-- Task goal --
Please repeat the listing exactly, starting at its first line and stopping after the line that contains "a rendered document.".

-- Data for this task --

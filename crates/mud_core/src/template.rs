//! Full HTML documents around rendered fragments.
//!
//! Stylesheets are compiled into the binary. Each document carries the
//! selected theme's custom properties in `<style id="mud-theme">`, followed
//! by the shared and mode-specific rules.

use std::fmt;
use std::str::FromStr;

use serde::{Deserialize, Serialize};
use thiserror::Error;
use url::Url;

use crate::escape::push_escaped;
use crate::options::HtmlClass;

const SHARED_CSS: &str = include_str!("../assets/mud.css");
const UP_CSS: &str = include_str!("../assets/mud-up.css");
const DOWN_CSS: &str = include_str!("../assets/mud-down.css");

/// Colour theme of a rendered document.
#[derive(Debug, Clone, Copy, PartialEq, Eq, Hash, Default, Serialize, Deserialize)]
#[serde(rename_all = "lowercase")]
pub enum Theme {
    Austere,
    Blues,
    #[default]
    Earthy,
    Riot,
}

impl Theme {
    /// Every theme, in display order.
    pub const ALL: [Theme; 4] = [Theme::Austere, Theme::Blues, Theme::Earthy, Theme::Riot];

    /// Lowercase name, as accepted by [`FromStr`].
    pub const fn name(self) -> &'static str {
        match self {
            Theme::Austere => "austere",
            Theme::Blues => "blues",
            Theme::Earthy => "earthy",
            Theme::Riot => "riot",
        }
    }

    /// The theme's stylesheet: custom properties only.
    pub const fn css(self) -> &'static str {
        match self {
            Theme::Austere => include_str!("../assets/theme-austere.css"),
            Theme::Blues => include_str!("../assets/theme-blues.css"),
            Theme::Earthy => include_str!("../assets/theme-earthy.css"),
            Theme::Riot => include_str!("../assets/theme-riot.css"),
        }
    }
}

impl fmt::Display for Theme {
    fn fmt(&self, f: &mut fmt::Formatter<'_>) -> fmt::Result {
        f.write_str(self.name())
    }
}

/// A theme name that is not one of the bundled themes.
#[derive(Debug, Clone, PartialEq, Eq, Error)]
#[error("Unknown theme: {0}")]
pub struct UnknownThemeError(pub String);

impl FromStr for Theme {
    type Err = UnknownThemeError;

    fn from_str(s: &str) -> Result<Self, Self::Err> {
        Theme::ALL
            .into_iter()
            .find(|t| t.name() == s)
            .ok_or_else(|| UnknownThemeError(s.to_owned()))
    }
}

/// Returns the stylesheet of the named theme, or earthy's for an unknown
/// name.
pub fn theme_css(name: &str) -> &'static str {
    name.parse::<Theme>().unwrap_or_default().css()
}

/// Settings of an Up mode document.
#[derive(Debug, Clone, PartialEq, Eq)]
pub struct UpDocument {
    /// Text of `<title>`; escaped on output.
    pub title: String,
    /// URL of the Markdown file, used for `<base href>`.
    pub base_url: Option<Url>,
    pub theme: Theme,
    /// Classes added to `<html>`.
    pub html_classes: Vec<HtmlClass>,
    /// Emit `<base href>` when a base URL is known. Turn off when images are
    /// embedded and the file is opened elsewhere, where a file base would
    /// break in-page anchors.
    pub include_base_tag: bool,
}

impl Default for UpDocument {
    fn default() -> Self {
        Self {
            title: String::new(),
            base_url: None,
            theme: Theme::default(),
            html_classes: Vec::new(),
            include_base_tag: true,
        }
    }
}

/// Settings of a Down mode document.
#[derive(Debug, Clone, Default, PartialEq, Eq)]
pub struct DownDocument {
    pub title: String,
    pub theme: Theme,
    pub html_classes: Vec<HtmlClass>,
}

/// Wraps an Up mode fragment in a complete document.
///
/// ```rust
/// use mud_core::template::{UpDocument, wrap_up};
///
/// let doc = wrap_up("<p>hi</p>", &UpDocument::default());
/// assert!(doc.starts_with("<!DOCTYPE html>\n<html>\n"));
/// assert!(doc.contains("<article class=\"up-mode-output\">\n<p>hi</p>\n    </article>"));
/// ```
pub fn wrap_up(body: &str, doc: &UpDocument) -> String {
    let mut out = String::with_capacity(body.len() + SHARED_CSS.len() + UP_CSS.len() + 2048);
    open_document(&mut out, &doc.html_classes);
    out.push_str(
        "    <meta http-equiv=\"Content-Security-Policy\" content=\"default-src 'none'; \
         img-src mud-asset: data: https:; style-src 'unsafe-inline'; script-src 'none'\">\n",
    );
    if let Some(base) = doc.base_url.as_ref().filter(|_| doc.include_base_tag) {
        out.push_str("    <base href=\"");
        push_escaped(&mut out, base.as_str());
        out.push_str("\">\n");
    }
    head_tail(&mut out, &doc.title, doc.theme, UP_CSS);
    out.push_str("<body>\n    <article class=\"up-mode-output\">\n");
    out.push_str(body);
    out.push_str("\n    </article>\n</body>\n</html>\n");
    out
}

/// Wraps a Down mode table in a complete document.
pub fn wrap_down(table: &str, doc: &DownDocument) -> String {
    let mut out = String::with_capacity(table.len() + SHARED_CSS.len() + DOWN_CSS.len() + 1024);
    open_document(&mut out, &doc.html_classes);
    head_tail(&mut out, &doc.title, doc.theme, DOWN_CSS);
    out.push_str("<body>\n    <div class=\"down-mode-output\">\n        ");
    out.push_str(table);
    out.push_str("\n    </div>\n</body>\n</html>\n");
    out
}

fn open_document(out: &mut String, classes: &[HtmlClass]) {
    out.push_str("<!DOCTYPE html>\n");
    if classes.is_empty() {
        out.push_str("<html>\n");
    } else {
        let names: Vec<&str> = classes.iter().map(|c| c.as_str()).collect();
        out.push_str("<html class=\"");
        out.push_str(&names.join(" "));
        out.push_str("\">\n");
    }
    out.push_str("<head>\n    <meta charset=\"utf-8\">\n");
    out.push_str("    <meta name=\"viewport\" content=\"width=device-width, initial-scale=1\">\n");
}

fn head_tail(out: &mut String, title: &str, theme: Theme, mode_css: &str) {
    out.push_str("    <title>");
    push_escaped(out, title);
    out.push_str("</title>\n    <style id=\"mud-theme\">");
    out.push_str(theme.css());
    out.push_str("</style>\n    <style>");
    out.push_str(SHARED_CSS);
    out.push_str(mode_css);
    out.push_str("</style>\n</head>\n");
}
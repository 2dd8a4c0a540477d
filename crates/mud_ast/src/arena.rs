//! Per-render storage for the Mud tree.
//!
//! A render parses one document into one arena, walks it, and drops the
//! arena with everything in it. Nodes are `Copy` and only hold borrowed
//! slices, so nothing in the tree needs its own destructor.

use bumpalo::Bump;

/// Bytes of arena reserved per byte of Markdown source.
///
/// A node plus its child slice costs a few dozen bytes and typical
/// documents carry one node for every handful of characters.
const BYTES_PER_SOURCE_BYTE: usize = 4;

/// Bump storage backing a parsed document.
///
/// The parser copies text that markdown-rs owns (unescaped titles,
/// coalesced text runs) with [`alloc_str`](Self::alloc_str) and stores
/// child lists with [`alloc_slice_copy`](Self::alloc_slice_copy) or
/// [`alloc_slice_fill_iter`](Self::alloc_slice_fill_iter).
///
/// # Example
///
/// ```rust
/// use mud_ast::{AstArena, Node, NodeKind};
///
/// let source = "Hello";
/// let arena = AstArena::for_source(source);
///
/// let text = Node::new(NodeKind::Text { text: arena.alloc_str(source) }, None);
/// let children = arena.alloc_slice_copy(&[text]);
/// let paragraph = Node::new(NodeKind::Paragraph { children }, None);
///
/// assert_eq!(paragraph.plain_text(), "Hello");
/// assert!(arena.allocated_bytes() >= source.len());
/// ```
pub struct AstArena {
    bump: Bump,
}

impl AstArena {
    /// Creates an empty arena that grows on first use.
    #[inline]
    pub fn new() -> Self {
        Self { bump: Bump::new() }
    }

    /// Creates an arena with `capacity` bytes reserved up front.
    #[inline]
    pub fn with_capacity(capacity: usize) -> Self {
        Self {
            bump: Bump::with_capacity(capacity),
        }
    }

    /// Creates an arena sized so that most documents of this length parse
    /// without another chunk being requested.
    pub fn for_source(source: &str) -> Self {
        Self::with_capacity(source.len().saturating_mul(BYTES_PER_SOURCE_BYTE))
    }

    /// Copies a string into the arena.
    #[inline]
    pub fn alloc_str(&self, s: &str) -> &str {
        self.bump.alloc_str(s)
    }

    /// Copies a child list into the arena.
    #[inline]
    pub fn alloc_slice_copy<T: Copy>(&self, slice: &[T]) -> &[T] {
        self.bump.alloc_slice_copy(slice)
    }

    /// Moves the items of an exact-size iterator into the arena.
    #[inline]
    pub fn alloc_slice_fill_iter<T, I>(&self, iter: I) -> &[T]
    where
        I: IntoIterator<Item = T>,
        I::IntoIter: ExactSizeIterator,
    {
        self.bump.alloc_slice_fill_iter(iter)
    }

    /// Bytes held by the arena, including unused reserved space.
    #[inline]
    pub fn allocated_bytes(&self) -> usize {
        self.bump.allocated_bytes()
    }
}

impl Default for AstArena {
    fn default() -> Self {
        Self::new()
    }
}
//! # mud_parser
//!
//! Parser abstraction layer for Mud.
//!
//! This crate provides:
//! - A `Parser` trait for plugging in a Markdown front end
//! - A GFM Markdown parser built on `markdown-rs`
//! - A `LineIndex` for mapping byte offsets to 1-based positions
//!
//! ## Architecture
//!
//! Parsers convert source text into `mud_ast` nodes allocated in a
//! caller-provided arena. The grammar itself lives in the external crate;
//! this crate only adapts its tree: reference links are resolved, soft
//! breaks are made explicit and table sections are synthesized.
//!
//! ## Example
//!
//! ```rust
//! use mud_ast::{AstArena, NodeKind};
//! use mud_parser::{MarkdownParser, Parser};
//!
//! let arena = AstArena::new();
//! let parser = MarkdownParser::new();
//! let source = "# Hello\n\nThis is a paragraph.";
//!
//! let ast = parser.parse(&arena, source).unwrap();
//! assert!(matches!(ast.kind, NodeKind::Document { .. }));
//! assert_eq!(ast.children().len(), 2);
//! ```

mod error;
mod line_index;
mod markdown;
mod traits;

pub use error::ParseError;
pub use line_index::LineIndex;
pub use markdown::MarkdownParser;
pub use traits::Parser;
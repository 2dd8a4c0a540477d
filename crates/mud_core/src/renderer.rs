//! The rendering facade.

use std::fs;
use std::path::Path;
use std::sync::Arc;

use mud_ast::{AstArena, Node};
use mud_parser::{MarkdownParser, Parser};
use tracing::{debug, warn};
use url::Url;

use crate::heading::{OutlineHeading, extract_headings};
use crate::highlight::{Highlighter, default_highlighter};
use crate::image_data_uri;
use crate::template::{DownDocument, UpDocument, wrap_down, wrap_up};
use crate::{DownRenderer, ImageResolver, Mode, RenderError, RenderOptions, UpRenderer};

/// Renders Markdown in either mode.
///
/// Every call parses the source into its own arena, renders, and drops the
/// arena again; nothing is cached between calls. A `Mud` is `Send + Sync`
/// and can be shared across threads.
///
/// # Example
///
/// ```rust
/// use mud_core::Mud;
///
/// let mud = Mud::default();
/// let html = mud.render_up("# Hi :wave:", None, None).unwrap();
/// assert_eq!(html, "<h1 id=\"hi-wave\">Hi 👋</h1>\n");
///
/// let table = mud.render_down("*x*").unwrap();
/// assert!(table.contains("<span class=\"md-emphasis\">*x*</span>"));
/// ```
pub struct Mud {
    options: RenderOptions,
    highlighter: Arc<dyn Highlighter>,
    parser: MarkdownParser,
}

impl Mud {
    /// Creates a renderer with the default highlighter.
    pub fn new(options: RenderOptions) -> Self {
        Self {
            options,
            highlighter: default_highlighter(),
            parser: MarkdownParser::new(),
        }
    }

    /// Replaces the highlighter.
    pub fn with_highlighter(mut self, highlighter: Arc<dyn Highlighter>) -> Self {
        self.highlighter = highlighter;
        self
    }

    /// The options this renderer was built with.
    pub fn options(&self) -> &RenderOptions {
        &self.options
    }

    /// Renders Markdown to an Up mode HTML fragment.
    ///
    /// `resolver` rewrites image sources relative to `base_url`. Without
    /// one, local images are inlined when `embed_local_images` is set.
    pub fn render_up(
        &self,
        markdown: &str,
        base_url: Option<&Url>,
        resolver: Option<&ImageResolver<'_>>,
    ) -> Result<String, RenderError> {
        let embed: &ImageResolver<'_> = &image_data_uri::encode;
        let resolver: Option<&ImageResolver<'_>> = match resolver {
            Some(resolver) => Some(resolver),
            None if self.options.embed_local_images => Some(embed),
            None => None,
        };

        self.with_tree(markdown, |root| {
            UpRenderer::new(self.highlighter.as_ref())
                .with_base_url(base_url)
                .with_image_resolver(resolver)
                .with_shortcodes(self.options.emoji_shortcodes)
                .with_code_highlighting(self.options.highlight_code)
                .render(root)
        })
    }

    /// Renders Markdown to a complete Up mode document.
    pub fn render_up_document(
        &self,
        markdown: &str,
        document: &UpDocument,
    ) -> Result<String, RenderError> {
        let body = self.render_up(markdown, document.base_url.as_ref(), None)?;
        Ok(wrap_up(&body, document))
    }

    /// Renders Markdown to the Down mode source table.
    pub fn render_down(&self, markdown: &str) -> Result<String, RenderError> {
        self.with_tree(markdown, |root| {
            DownRenderer::new(self.highlighter.as_ref())
                .with_code_highlighting(self.options.highlight_code)
                .render(markdown, root)
        })
    }

    /// Renders Markdown to a complete Down mode document.
    pub fn render_down_document(
        &self,
        markdown: &str,
        document: &DownDocument,
    ) -> Result<String, RenderError> {
        let table = self.render_down(markdown)?;
        Ok(wrap_down(&table, document))
    }

    /// Lists the headings of a Markdown document.
    pub fn extract_headings(&self, markdown: &str) -> Result<Vec<OutlineHeading>, RenderError> {
        self.with_tree(markdown, extract_headings)
    }

    /// Up mode document settings taken from these options.
    pub fn up_document(&self, title: impl Into<String>, base_url: Option<Url>) -> UpDocument {
        UpDocument {
            title: title.into(),
            base_url,
            theme: self.options.theme,
            html_classes: self.options.html_classes.clone(),
            include_base_tag: self.options.include_base_tag,
        }
    }

    /// Down mode document settings taken from these options.
    pub fn down_document(&self, title: impl Into<String>) -> DownDocument {
        DownDocument {
            title: title.into(),
            theme: self.options.theme,
            html_classes: self.options.html_classes.clone(),
        }
    }

    /// Reads a Markdown file and renders it to a complete document.
    ///
    /// The file name becomes the title. In Up mode the file's URL is the
    /// base URL, so relative links and images resolve next to it.
    pub fn render_file(&self, path: impl AsRef<Path>, mode: Mode) -> Result<String, RenderError> {
        let path = path.as_ref();
        let markdown = fs::read_to_string(path)?;
        let title = path
            .file_name()
            .map(|name| name.to_string_lossy().into_owned())
            .unwrap_or_default();
        debug!(path = %path.display(), ?mode, "rendering file");

        match mode {
            Mode::Up => {
                let base_url = fs::canonicalize(path)
                    .ok()
                    .and_then(|abs| Url::from_file_path(abs).ok());
                if base_url.is_none() {
                    warn!(path = %path.display(), "no file URL for document; relative links stay unresolved");
                }
                self.render_up_document(&markdown, &self.up_document(title, base_url))
            }
            Mode::Down => self.render_down_document(&markdown, &self.down_document(title)),
        }
    }

    fn with_tree<T>(
        &self,
        markdown: &str,
        render: impl FnOnce(&Node<'_>) -> T,
    ) -> Result<T, RenderError> {
        let arena = AstArena::for_source(markdown);
        let root = self.parser.parse(&arena, markdown)?;
        debug!(
            bytes = markdown.len(),
            arena_bytes = arena.allocated_bytes(),
            "parsed markdown"
        );
        Ok(render(&root))
    }
}

impl Default for Mud {
    fn default() -> Self {
        Self::new(RenderOptions::default())
    }
}

#[cfg(test)]
mod tests {
    use super::*;
    use crate::{HtmlClass, NoHighlighter, Theme};
    use pretty_assertions::assert_eq;
    use tempfile::TempDir;

    fn plain(options: RenderOptions) -> Mud {
        Mud::new(options).with_highlighter(Arc::new(NoHighlighter))
    }

    #[test]
    fn test_mud_is_send_sync() {
        fn assert_send_sync<T: Send + Sync>() {}
        assert_send_sync::<Mud>();
    }

    #[test]
    fn test_render_up_options() {
        let source = "Ship it :rocket:\n";
        let on = plain(RenderOptions::default());
        assert_eq!(on.render_up(source, None, None).unwrap(), "<p>Ship it 🚀</p>\n");

        let off = plain(RenderOptions {
            emoji_shortcodes: false,
            ..Default::default()
        });
        assert_eq!(
            off.render_up(source, None, None).unwrap(),
            "<p>Ship it :rocket:</p>\n"
        );
    }

    #[test]
    fn test_highlighting_can_be_disabled() {
        let marker = |code: &str, _: Option<&str>| Some(format!("<span class=\"k\">{code}</span>"));
        let source = "```rust\nx\n```\n";

        let on = plain(RenderOptions::default()).with_highlighter(Arc::new(marker));
        assert!(on.render_up(source, None, None).unwrap().contains("class=\"k\""));

        let off = plain(RenderOptions {
            highlight_code: false,
            ..Default::default()
        })
        .with_highlighter(Arc::new(marker));
        assert!(!off.render_up(source, None, None).unwrap().contains("class=\"k\""));
        assert!(!off.render_down(source).unwrap().contains("class=\"k\""));
    }

    #[test]
    fn test_embeds_local_images() {
        let dir = TempDir::new().unwrap();
        fs::write(dir.path().join("a.png"), b"abc").unwrap();
        let base = Url::from_file_path(dir.path().join("doc.md")).unwrap();
        let source = "![a](a.png)\n";

        let embedding = plain(RenderOptions {
            embed_local_images: true,
            ..Default::default()
        });
        let html = embedding.render_up(source, Some(&base), None).unwrap();
        assert!(html.contains("src=\"data:image/png;base64,YWJj\""), "{html}");

        let default = plain(RenderOptions::default());
        let html = default.render_up(source, Some(&base), None).unwrap();
        assert!(html.contains("src=\"a.png\""), "{html}");
    }

    #[test]
    fn test_explicit_resolver_wins() {
        let base = Url::parse("https://example.com/docs/readme.md").unwrap();
        let resolver = |src: &str, base: &Url| base.join(src).ok().map(String::from);
        let mud = plain(RenderOptions {
            embed_local_images: true,
            ..Default::default()
        });

        let html = mud.render_up("![x](img/x.png)", Some(&base), Some(&resolver)).unwrap();
        assert!(
            html.contains("src=\"https://example.com/docs/img/x.png\""),
            "{html}"
        );
    }

    #[test]
    fn test_documents_use_options() {
        let mud = plain(RenderOptions {
            theme: Theme::Blues,
            html_classes: vec![HtmlClass::IsReadableColumn],
            include_base_tag: false,
            ..Default::default()
        });

        let up = mud.up_document("t", Url::parse("file:///tmp/t.md").ok());
        assert_eq!(up.theme, Theme::Blues);
        assert!(!up.include_base_tag);

        let html = mud.render_up_document("# T", &up).unwrap();
        assert!(html.contains("<html class=\"is-readable-column\">"));
        assert!(html.contains(Theme::Blues.css()));
        assert!(!html.contains("<base"));

        let down = mud.render_down_document("# T", &mud.down_document("t")).unwrap();
        assert!(down.contains("<div class=\"down-mode-output\">"));
        assert!(down.contains("md-heading"));
    }

    #[test]
    fn test_extract_headings() {
        let mud = plain(RenderOptions::default());
        let headings = mud.extract_headings("# A\n## B\n").unwrap();
        let ids: Vec<_> = headings.iter().map(|h| h.id.as_str()).collect();
        assert_eq!(ids, vec!["a", "b"]);
    }

    #[test]
    fn test_render_file() {
        let dir = TempDir::new().unwrap();
        let path = dir.path().join("notes & todo.md");
        fs::write(&path, "# Notes\n").unwrap();
        let mud = plain(RenderOptions::default());

        let up = mud.render_file(&path, Mode::Up).unwrap();
        assert!(up.contains("<title>notes &amp; todo.md</title>"));
        assert!(up.contains("<base href=\"file://"));
        assert!(up.contains("<h1 id=\"notes\">Notes</h1>"));

        let down = mud.render_file(&path, Mode::Down).unwrap();
        assert!(down.contains("<td class=\"ln\">1</td>"));
        assert!(!down.contains("<base"));
    }

    #[test]
    fn test_render_missing_file() {
        let dir = TempDir::new().unwrap();
        let err = plain(RenderOptions::default())
            .render_file(dir.path().join("absent.md"), Mode::Up)
            .unwrap_err();
        assert!(matches!(err, RenderError::Io(_)));
    }
}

-- Task response --
filename crates/mud_core/src/template.rs
//! Full HTML documents around rendered fragments.
//!
//! Stylesheets are compiled into the binary. Each document carries the
//! selected theme's custom properties in `<style id="mud-theme">`, followed
//! by the shared and mode-specific rules.

use std::fmt;
use std::str::FromStr;

use serde::{Deserialize, Serialize};
use thiserror::Error;
use url::Url;

use crate::escape::push_escaped;
use crate::options::HtmlClass;

const SHARED_CSS: &str = include_str!("../assets/mud.css");
const UP_CSS: &str = include_str!("../assets/mud-up.css");
const DOWN_CSS: &str = include_str!("../assets/mud-down.css");

/// Colour theme of a rendered document.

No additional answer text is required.